-- TASK BRIEF --
Please work out how many lines in the entries below include the string "over", and reply with the number alone.

Stored data entries
____

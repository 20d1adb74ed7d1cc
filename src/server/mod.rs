//! HTTP Server
//!
//! axum surface over the query service. The service itself is constructed
//! by the caller and shared into request handlers; nothing here loads
//! state lazily behind the API's back.

mod health;
mod routes;

pub use health::{HealthCheck, HealthReport, HealthStatus};

use axum::routing::get;
use axum::Router;
use std::sync::Arc;
use tokio::net::TcpListener;
use tracing::info;

use crate::error::Result;
use crate::metrics::Metrics;
use crate::query::QueryService;

/// Server configuration
#[derive(Debug, Clone)]
pub struct Config {
    /// Bind address
    pub bind: String,

    /// Port number
    pub port: u16,
}

impl Default for Config {
    fn default() -> Self {
        Self {
            bind: "0.0.0.0".to_string(),
            port: 5555,
        }
    }
}

impl Config {
    /// Create a new config with custom port
    pub fn with_port(mut self, port: u16) -> Self {
        self.port = port;
        self
    }

    /// Create a new config with custom bind address
    pub fn with_bind(mut self, bind: impl Into<String>) -> Self {
        self.bind = bind.into();
        self
    }
}

/// Shared handler state
#[derive(Clone)]
pub struct AppState {
    pub query: Arc<QueryService>,
    pub metrics: Arc<Metrics>,
    pub health: Arc<HealthCheck>,
}

/// wordvec HTTP server
pub struct HttpServer {
    config: Config,
    state: AppState,
}

impl HttpServer {
    /// Create a new server over an already constructed query service.
    pub fn new(config: Config, query: Arc<QueryService>) -> Self {
        Self {
            config,
            state: AppState {
                query,
                metrics: Arc::new(Metrics::new()),
                health: Arc::new(HealthCheck::new()),
            },
        }
    }

    /// Build the router with all routes
    pub fn router(&self) -> Router {
        Router::new()
            .route("/nlp/ping", get(routes::ping))
            .route("/nlp/distance", get(routes::distance))
            .route("/nlp/destinations", get(routes::destinations))
            .route("/nlp/suggestions", get(routes::suggestions))
            .route("/health", get(routes::health))
            .route("/metrics", get(routes::metrics))
            .fallback(routes::not_found)
            .with_state(self.state.clone())
    }

    /// Run the server until a shutdown signal arrives, then release the
    /// store connection on the way out.
    pub async fn run(self) -> Result<()> {
        let addr = format!("{}:{}", self.config.bind, self.config.port);
        let listener = TcpListener::bind(&addr).await?;

        info!("wordvec server listening on {}", addr);

        let query = self.state.query.clone();
        axum::serve(listener, self.router())
            .with_graceful_shutdown(shutdown_signal())
            .await?;

        query.store().close().await?;
        info!("server stopped");
        Ok(())
    }
}

async fn shutdown_signal() {
    let _ = tokio::signal::ctrl_c().await;
    info!("shutdown signal received");
}

#[cfg(test)]
mod tests {
    use super::*;
    use crate::store::MemoryStore;

    #[test]
    fn test_config_builders() {
        let config = Config::default().with_bind("127.0.0.1").with_port(8080);
        assert_eq!(config.bind, "127.0.0.1");
        assert_eq!(config.port, 8080);
    }

    #[test]
    fn test_router_builds() {
        let store =
            MemoryStore::from_entries(2, [("dog".to_string(), vec![1.0, 0.0])]).unwrap();
        let query = Arc::new(QueryService::new(Arc::new(store)));
        let server = HttpServer::new(Config::default(), query);

        // Router construction wires every route against the shared state
        let _router = server.router();
    }
}
//! Error Taxonomy
//!
//! Crate-wide error type shared by the store backends, the query service
//! and the HTTP layer.
//!
//! A word that is simply absent from the vocabulary is never an error:
//! lookups drop it from the result map and distance queries report the
//! infinite sentinel instead.

use thiserror::Error;

#[derive(Error, Debug)]
pub enum Error {
    /// Caller supplied a blank or malformed argument. Raised before any I/O.
    #[error("invalid input: {0}")]
    Input(String),

    /// Vector backend unreachable or connection lost mid-request.
    #[error("store connection error: {0}")]
    Connection(String),

    /// Stored vector or embedding file is malformed (wrong dimension,
    /// truncated payload). Indicates an upstream ingestion bug.
    #[error("data integrity error: {0}")]
    DataIntegrity(String),

    /// Wire protocol violation from the key-value service.
    #[error("protocol error: {0}")]
    Protocol(String),

    #[error("io error: {0}")]
    Io(#[from] std::io::Error),
}

pub type Result<T> = std::result::Result<T, Error>;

____

-- RESPONSE AREA --
2